Si la baisse des jeunes condamnées à la prison des mineurs à La Clairière, se confirme, en revanche, les appels à l’aide de parents ou de professeurs augmentent. Et comment l’Association Face à Face, y remédie-t-elle? «La plupart du temps, les violences proviennent de dysfonctionnements familiaux, n’ayant pas forcément un caractère violent en apparence, comme le lâcher-prise des parents, poursuit Claudine Gachet. Je parle ici notamment de parents trop permissifs ou trop généreux, et qui offrent des cadeaux onéreux pour se déculpabiliser de leur absence. En réalité, l’enfant n’a plus aucun repère, et profitera de la faille pour tester les limites ou répondre à ce vide comme il peut.»

Prisons pour adolescentes?

L’automne dernier, les cantons romands se sont rencontrés à la demande l’Office fédéral de la justice pour trouver des solutions face à cette montée de violence chez les filles. La question était de savoir s’il fallait construire des établissements fermés spécifiques pour jeunes délinquantes. L’Office fédéral de la justice a dit non, estimant que cela n’était pas nécessaire au vu de la baisse de la délinquance juvénile en général. Ainsi, à Genève, on «bricole», on fait avec les moyens du bord. Et surtout, on utilise tout l’arsenal préventif.

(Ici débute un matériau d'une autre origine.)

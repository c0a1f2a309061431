//! Messages received from the board.

use std::collections::BTreeMap;

use crate::types::pin::Pin;

/// A pin changed its value.
///
/// Digital pins carry a boolean, analog pins an integer reading.
#[derive(Debug, Clone, Copy, PartialEq, Eq)]
pub enum PinEvent {
    /// Digital pin changed.
    Digital { pin: u32, value: bool },
    /// Analog pin changed.
    Analog { pin: u32, value: u32 },
}

impl PinEvent {
    /// Returns the pin that changed.
    #[must_use]
    pub const fn pin(&self) -> Pin {
        match *self {
            Self::Digital { pin, .. } => Pin::Digital(pin),
            Self::Analog { pin, .. } => Pin::Analog(pin),
        }
    }
}

/// Acknowledgement of an id-tagged command.
#[derive(Debug, Clone, PartialEq, Eq)]
pub struct Reply {
    /// Id of the message being acknowledged.
    pub id: u64,
    /// True if the board executed the command.
    pub ok: bool,
    /// Optional named result values.
    pub params: BTreeMap<String, String>,
}

impl Reply {
    /// Creates a reply without parameters.
    #[must_use]
    pub const fn new(id: u64, ok: bool) -> Self {
        Self {
            id,
            ok,
            params: BTreeMap::new(),
        }
    }

    /// Adds a named parameter.
    #[must_use]
    pub fn with_param(mut self, name: impl Into<String>, value: impl Into<String>) -> Self {
        self.params.insert(name.into(), value.into());
        self
    }

    /// Looks up a named parameter.
    #[must_use]
    pub fn param(&self, name: &str) -> Option<&str> {
        self.params.get(name).map(String::as_str)
    }
}

/// A decoded message from the board.
#[derive(Debug, Clone, PartialEq, Eq)]
pub enum IncomingMessage {
    /// A listened pin changed.
    PinValueChanged(PinEvent),
    /// Free-form text sent by the sketch.
    Custom(String),
    /// Acknowledgement of a previously sent command.
    Reply(Reply),
}

#[cfg(test)]
mod tests {
    use super::*;

    #[test]
    fn test_pin_event_pin() {
        let event = PinEvent::Analog { pin: 2, value: 512 };
        assert_eq!(event.pin(), Pin::Analog(2));

        let event = PinEvent::Digital {
            pin: 7,
            value: true,
        };
        assert_eq!(event.pin(), Pin::Digital(7));
    }

    #[test]
    fn test_reply_params() {
        let reply = Reply::new(4, true).with_param("temp", "21");
        assert_eq!(reply.param("temp"), Some("21"));
        assert_eq!(reply.param("missing"), None);
    }
}
//! In-process simulated board.
//!
//! [`connect`] returns a [`Link`] wired to a [`VirtualDevice`] through an
//! in-memory pipe. The device decodes every command the link sends, answers
//! id-tagged commands according to its [`ReplyMode`], and can push pin
//! changes and custom messages to the host.
//!
//! Dropping the device handle keeps the simulated board running until the
//! link closes; only [`VirtualDevice::disconnect`] ends it early.

use std::sync::Arc;

use tokio::io::{AsyncReadExt, AsyncWriteExt, DuplexStream, ReadHalf, WriteHalf};
use tokio::sync::{Mutex, mpsc, watch};

use crate::config::ProtocolConfig;
use crate::error::{Error, Result};
use crate::link::Link;
use crate::protocol::{Command, FrameDecoder, decode_command, encode_frame, encode_message};
use crate::types::{IncomingMessage, Reply};

/// Capacity of the in-memory pipe in each direction.
const PIPE_CAPACITY: usize = 4096;

/// How the simulated board answers id-tagged commands.
#[derive(Debug, Clone, Copy, PartialEq, Eq, Default)]
pub enum ReplyMode {
    /// Reply `ok`.
    #[default]
    Ok,
    /// Reply `ko`.
    Error,
    /// Never reply.
    Silent,
}

/// A command as received by the simulated board.
#[derive(Debug, Clone, PartialEq, Eq)]
pub struct DeviceCommand {
    pub command: Command,
    /// Reply id, if the host asked for one.
    pub id: Option<u64>,
}

type BoardWriter = Arc<Mutex<Option<WriteHalf<DuplexStream>>>>;

/// Board side of a virtual link.
pub struct VirtualDevice {
    writer: BoardWriter,
    commands: mpsc::UnboundedReceiver<DeviceCommand>,
    reply_mode: watch::Sender<ReplyMode>,
    divider: u8,
}

/// Creates a link to a new simulated board.
///
/// Must be called from within a Tokio runtime.
#[must_use]
pub fn connect(protocol: ProtocolConfig) -> (Link, VirtualDevice) {
    let (host, board) = tokio::io::duplex(PIPE_CAPACITY);
    let (host_reader, host_writer) = tokio::io::split(host);
    let (board_reader, board_writer) = tokio::io::split(board);

    let writer: BoardWriter = Arc::new(Mutex::new(Some(board_writer)));
    let (command_tx, commands) = mpsc::unbounded_channel();
    let (reply_mode, mode_rx) = watch::channel(ReplyMode::default());

    tokio::spawn(run_board(
        board_reader,
        FrameDecoder::new(protocol.divider),
        Arc::clone(&writer),
        command_tx,
        mode_rx,
    ));

    let link = Link::new(host_reader, host_writer, protocol);
    let device = VirtualDevice {
        writer,
        commands,
        reply_mode,
        divider: protocol.divider,
    };
    (link, device)
}

impl VirtualDevice {
    /// Changes how later id-tagged commands are answered.
    pub fn set_reply_mode(&self, mode: ReplyMode) {
        self.reply_mode.send_replace(mode);
    }

    /// Returns the current reply mode.
    #[must_use]
    pub fn reply_mode(&self) -> ReplyMode {
        *self.reply_mode.borrow()
    }

    /// Sends a message to the host.
    ///
    /// # Errors
    ///
    /// Returns [`Error::Closed`] after [`disconnect`](Self::disconnect), or
    /// an I/O error if the host side is gone.
    pub async fn emit(&self, message: &IncomingMessage) -> Result<()> {
        write_message(&self.writer, message, self.divider).await
    }

    /// Waits for the next command sent by the host.
    ///
    /// Returns `None` once the link is closed and every command was taken.
    pub async fn next_command(&mut self) -> Option<DeviceCommand> {
        self.commands.recv().await
    }

    /// Returns a command if one is already queued.
    pub fn try_next_command(&mut self) -> Option<DeviceCommand> {
        self.commands.try_recv().ok()
    }

    /// Hangs up, so the host sees end-of-stream.
    pub async fn disconnect(&self) -> Result<()> {
        let writer = self.writer.lock().await.take();
        if let Some(mut writer) = writer {
            tracing::debug!("virtual device disconnecting");
            writer.shutdown().await?;
        }
        Ok(())
    }
}

async fn write_message(writer: &BoardWriter, message: &IncomingMessage, divider: u8) -> Result<()> {
    let frame = encode_frame(&encode_message(message), divider);
    let mut guard = writer.lock().await;
    let writer = guard.as_mut().ok_or(Error::Closed)?;
    writer.write_all(&frame).await?;
    writer.flush().await?;
    Ok(())
}

/// Board loop: decodes commands, queues them and answers tagged ones.
async fn run_board(
    mut reader: ReadHalf<DuplexStream>,
    mut decoder: FrameDecoder,
    writer: BoardWriter,
    commands: mpsc::UnboundedSender<DeviceCommand>,
    reply_mode: watch::Receiver<ReplyMode>,
) {
    let divider = decoder.divider();
    let mut buf = [0u8; 256];

    loop {
        let n = match reader.read(&mut buf).await {
            Ok(0) => {
                tracing::debug!("virtual device: host closed the link");
                return;
            }
            Ok(n) => n,
            Err(e) => {
                tracing::debug!("virtual device read error: {}", e);
                return;
            }
        };
        decoder.feed(&buf[..n]);

        loop {
            let frame = match decoder.decode() {
                Ok(Some(frame)) => frame,
                Ok(None) => break,
                Err(e) => {
                    tracing::warn!("virtual device frame error: {}", e);
                    continue;
                }
            };

            let (command, id) = match decode_command(&frame) {
                Ok(decoded) => decoded,
                Err(e) => {
                    tracing::warn!("virtual device dropping command: {}", e);
                    continue;
                }
            };
            tracing::trace!(key = command.key().as_str(), ?id, "virtual device received command");

            if let Some(id) = id {
                let mode = *reply_mode.borrow();
                let reply = match mode {
                    ReplyMode::Ok => Some(Reply::new(id, true)),
                    ReplyMode::Error => Some(Reply::new(id, false)),
                    ReplyMode::Silent => None,
                };
                if let Some(reply) = reply {
                    let message = IncomingMessage::Reply(reply);
                    if let Err(e) = write_message(&writer, &message, divider).await {
                        tracing::debug!("virtual device could not reply: {}", e);
                    }
                }
            }

            // Nobody listening is fine; the board keeps answering
            let _ = commands.send(DeviceCommand { command, id });
        }
    }
}
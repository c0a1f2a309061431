//! Text codec for the `alp://` protocol.
//!
//! Host side: [`encode`] / [`encode_with_id`] turn commands into payloads,
//! [`decode`] turns board payloads into [`IncomingMessage`]s.
//! Board side: [`decode_command`] and [`encode_message`] do the reverse, for
//! simulated boards and proxies.
//!
//! Payloads never include the divider; see [`crate::protocol::frame`].

use std::collections::BTreeMap;
use std::fmt::Write as _;
use std::str::FromStr;
use std::time::Duration;

use bytes::Bytes;

use crate::error::{DecodeError, Error};
use crate::protocol::command::{Command, MessageKey};
use crate::types::{IncomingMessage, KeyPress, Pin, PinEvent, Reply, Tone};

/// Scheme prefix of every message.
pub const SCHEME: &str = "alp://";

/// Query marker that asks the board for a reply.
const ID_MARKER: &str = "?id=";

/// Wire value for "play until stopped".
const NO_DURATION: i64 = -1;

/// Encodes a command without asking for a reply.
#[must_use]
pub fn encode(command: &Command) -> Bytes {
    Bytes::from(command_text(command))
}

/// Encodes a command tagged with a message id.
///
/// The board echoes the id back in its `rply` message.
#[must_use]
pub fn encode_with_id(command: &Command, id: u64) -> Bytes {
    let mut text = command_text(command);
    let _ = write!(text, "{ID_MARKER}{id}");
    Bytes::from(text)
}

fn command_text(command: &Command) -> String {
    let key = command.key().as_str();
    match command {
        Command::SwitchDigital { pin, value } => {
            format!("{SCHEME}{key}/{pin}/{}", u8::from(*value))
        }
        Command::SwitchAnalog { pin, value } => format!("{SCHEME}{key}/{pin}/{value}"),
        Command::StartListening(pin) | Command::StopListening(pin) => {
            format!("{SCHEME}{key}/{}", pin.number())
        }
        Command::Tone(tone) => {
            let duration = tone
                .duration
                .map_or_else(|| NO_DURATION.to_string(), |d| d.as_millis().to_string());
            format!("{SCHEME}{key}/{}/{}/{duration}", tone.pin, tone.hertz)
        }
        Command::NoTone { pin } => format!("{SCHEME}{key}/{pin}"),
        Command::KeyPress(k) => format!(
            "{SCHEME}{key}/chr{}cod{}loc{}mod{}mex{}",
            k.key_char, k.key_code, k.key_location, k.modifiers, k.modifiers_ex
        ),
        Command::CustomMessages(messages) => format!("{SCHEME}{key}/{}", messages.join("/")),
    }
}

/// Checks that a command encodes to exactly one well-formed frame.
///
/// # Errors
///
/// Returns [`Error::InvalidCommand`] if a custom message contains the
/// divider byte or the reply id marker.
pub fn check_encodable(command: &Command, divider: u8) -> Result<(), Error> {
    let Command::CustomMessages(messages) = command else {
        return Ok(());
    };
    for message in messages {
        if message.as_bytes().contains(&divider) {
            return Err(Error::InvalidCommand {
                reason: format!("custom message {message:?} contains the divider byte"),
            });
        }
        if message.contains(ID_MARKER) {
            return Err(Error::InvalidCommand {
                reason: format!("custom message {message:?} contains {ID_MARKER:?}"),
            });
        }
    }
    Ok(())
}

/// Decodes a payload received from the board.
///
/// # Errors
///
/// Returns a [`DecodeError`] for anything that is not a well-formed
/// host-bound message.
pub fn decode(frame: &[u8]) -> Result<IncomingMessage, DecodeError> {
    let (key, body) = split_message(frame)?;

    match key {
        MessageKey::DigitalRead => {
            let (pin, value) = pin_and_value::<u32>(body)?;
            Ok(IncomingMessage::PinValueChanged(PinEvent::Digital {
                pin,
                value: value != 0,
            }))
        }
        MessageKey::AnalogRead => {
            let (pin, value) = pin_and_value(body)?;
            Ok(IncomingMessage::PinValueChanged(PinEvent::Analog {
                pin,
                value,
            }))
        }
        MessageKey::Custom => Ok(IncomingMessage::Custom(body.to_owned())),
        MessageKey::Reply => parse_reply(body).map(IncomingMessage::Reply),
        other => Err(DecodeError::UnknownKey(other.as_str().to_owned())),
    }
}

/// Encodes a message as the board would send it.
#[must_use]
pub fn encode_message(message: &IncomingMessage) -> Bytes {
    let text = match message {
        IncomingMessage::PinValueChanged(PinEvent::Digital { pin, value }) => format!(
            "{SCHEME}{}/{pin}/{}",
            MessageKey::DigitalRead.as_str(),
            u8::from(*value)
        ),
        IncomingMessage::PinValueChanged(PinEvent::Analog { pin, value }) => {
            format!("{SCHEME}{}/{pin}/{value}", MessageKey::AnalogRead.as_str())
        }
        IncomingMessage::Custom(payload) => {
            format!("{SCHEME}{}/{payload}", MessageKey::Custom.as_str())
        }
        IncomingMessage::Reply(reply) => {
            let status = if reply.ok { "ok" } else { "ko" };
            let mut text = format!(
                "{SCHEME}{}/{status}{ID_MARKER}{}",
                MessageKey::Reply.as_str(),
                reply.id
            );
            for (name, value) in &reply.params {
                let _ = write!(text, "&{name}={value}");
            }
            text
        }
    };
    Bytes::from(text)
}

*Lire notre article sur www.ghi.ch/le-journal/geneve/eleve-du-cycle-des-coudriers-sauvagement-ag....

Lire également en page 7

Claudine Gachet, Directrice et fondatrice de l’Association «Face a Face»

Grosse baston entre filles évitée à Pinchat

AU/GiM • Ambiance tendue, vendredi 13 mars à la sortie du cycle d’orientation de Pinchat à Carouge. Au centre de la tension, l’annonce d’une énorme baston entre deux groupes de filles rivales. D’après nos renseignements, les deux bandes se seraient donné rendez-vous à la sortie des classes, vers 16h20, pour régler une précédente bagarre entre deux élèves. Prévenue et aux aguets, la police a pu disperser sans heurts les nombreux ados qui s’étaient rassemblés à proximité de l’établissement scolaire. Le porte-parole de la police, Jean-Philippe Brandt confirme qu’un dispositif, composé notamment de la police des mineurs et d’agents municipaux, s’est rendu sur place et qu’aucune rixe n’a finalement eu lieu. «L’idée, c’est d’être à l’écoute de ce type de renseignements, d’intervenir rapidement et de désamorcer la situation», précise le porte-parole de la police. «Le problème, c’est qu’il y a des bagarres entre filles presque chaque mois», a dénoncé de son côté une habitante du quartier. Signe évident que la peur gagne, elle a beaucoup insisté pour garder son anonymat.